Here enters Lovelock the playful futurist. Those who survive will be responsible for maintaining a high-tech, low-impact, low-energy society advanced enough to keep the flame of progress alive but small and smart enough to carefully husband what arable land remains. Lovelock guesses the rump human race will cluster around a few temperate islands in the far northern hemisphere, including his native U.K. He believes that if emergency preparations are made in time—he compares the present moment to 1939—and if the worst-case scenarios of geopolitical conflict are avoided—namely resource scrambles leading to global thermonuclear war—then something resembling a modern and even urban lifestyle could await the survivors. There may even be food critics in this future, which need not resemble a Soylent Green scenario of cannibalism and state-rationed crackers. This future civilization will synthesize food from CO2, nitrogen, water, and a few minerals. Simple amino acids and sugars, Lovelock cheerfully explains, can be used as feedstock for bulk animal and vegetable tissue created in chemical vats from biopsies. Yum!
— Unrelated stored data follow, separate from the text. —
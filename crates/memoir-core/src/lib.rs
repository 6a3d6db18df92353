pub mod error;
pub mod models;
pub mod validation;

pub use error::{CoreError, Result};
pub use models::role::Role;
pub use models::user::User;
//! Shared credential validation.
//!
//! Both the current account service and the legacy compatibility path
//! (`memoir-api::legacy`) enforce the same length bounds. The rule lives
//! here exactly once; the two paths stay independently versioned call
//! sites, not independent implementations.

use crate::{CoreError, Result as CoreResult};

use std::panic::Location;

use error_location::ErrorLocation;

/// Minimum accepted password length, in bytes.
pub const PASSWORD_MIN_LEN: usize = 3;
/// Maximum accepted password length, in bytes.
pub const PASSWORD_MAX_LEN: usize = 512;

/// Check the candidate password against the historical length bounds.
///
/// Surrounding whitespace counts toward the length: the credential is
/// taken exactly as supplied, never trimmed.
#[track_caller]
pub fn check_password_length(candidate: &str) -> CoreResult<()> {
    if candidate.len() < PASSWORD_MIN_LEN {
        return Err(CoreError::Validation {
            message: format!(
                "password is too short, minimum length is {}",
                PASSWORD_MIN_LEN
            ),
            location: ErrorLocation::from(Location::caller()),
        });
    }

    if candidate.len() > PASSWORD_MAX_LEN {
        return Err(CoreError::Validation {
            message: format!(
                "password is too long, maximum length is {}",
                PASSWORD_MAX_LEN
            ),
            location: ErrorLocation::from(Location::caller()),
        });
    }

    Ok(())
}
use crate::{ConfigError, DEFAULT_LOG_LEVEL};

use std::ops::Deref;
use std::str::FromStr;

use log::LevelFilter;
use serde::{Deserialize, Deserializer};

/// LevelFilter wrapper so config files and env overrides share one parser.
#[derive(Debug, Clone, Copy)]
pub struct LogLevel(pub LevelFilter);

impl Default for LogLevel {
    fn default() -> Self {
        LogLevel(DEFAULT_LOG_LEVEL)
    }
}

impl<'de> Deserialize<'de> for LogLevel {
    fn deserialize<D>(deserializer: D) -> Result<Self, D::Error>
    where
        D: Deserializer<'de>,
    {
        let s = String::deserialize(deserializer)?;

        LogLevel::from_str(&s).map_err(serde::de::Error::custom)
    }
}

impl From<LogLevel> for LevelFilter {
    fn from(log_level: LogLevel) -> Self {
        log_level.0
    }
}

impl Deref for LogLevel {
    type Target = LevelFilter;

    fn deref(&self) -> &Self::Target {
        &self.0
    }
}

impl FromStr for LogLevel {
    type Err = ConfigError;

    fn from_str(s: &str) -> Result<Self, Self::Err> {
        match s.to_lowercase().as_str() {
            "off" => Ok(LogLevel(LevelFilter::Off)),
            "error" => Ok(LogLevel(LevelFilter::Error)),
            "warn" => Ok(LogLevel(LevelFilter::Warn)),
            "info" => Ok(LogLevel(LevelFilter::Info)),
            "debug" => Ok(LogLevel(LevelFilter::Debug)),
            "trace" => Ok(LogLevel(LevelFilter::Trace)),
            other => Err(ConfigError::logging(format!("unknown log level `{other}`"))),
        }
    }
}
A quarter century ago, Carl Sagan issued a strange and compelling plea for nuclear disarmament. He urged the superpowers to abolish their thermonuclear arsenals for the sake of mankind’s future evolution and eventual colonization of the galaxy. Echoing Sagan, Lovelock believes it is our duty as an intelligent race, the only one in the cosmic neighborhod, to survive. Only by carrying the flame of civilization into the next century will we have a chance to evolve beyond our current tribal-carnivore brains, which are dominated by short-term thinking and thus responsible for our current predicament. Whereas Sagan dreamed of alien contact, Lovelock's promised land is more humble: an evolved species capable of living in balance with Gaia. In the meantime, the Earth will grow and change, as it always has. Life will continue, humans included, even though billions will suffer and die. Gaia, an ageing planet, will roll into the new climate as best she can. In her wise generosity, she will even leave some hospitable land for us, the offending species, “to survive and to live in a way that gives evolution beyond us, into a wiser and more intelligent animal, a chance.”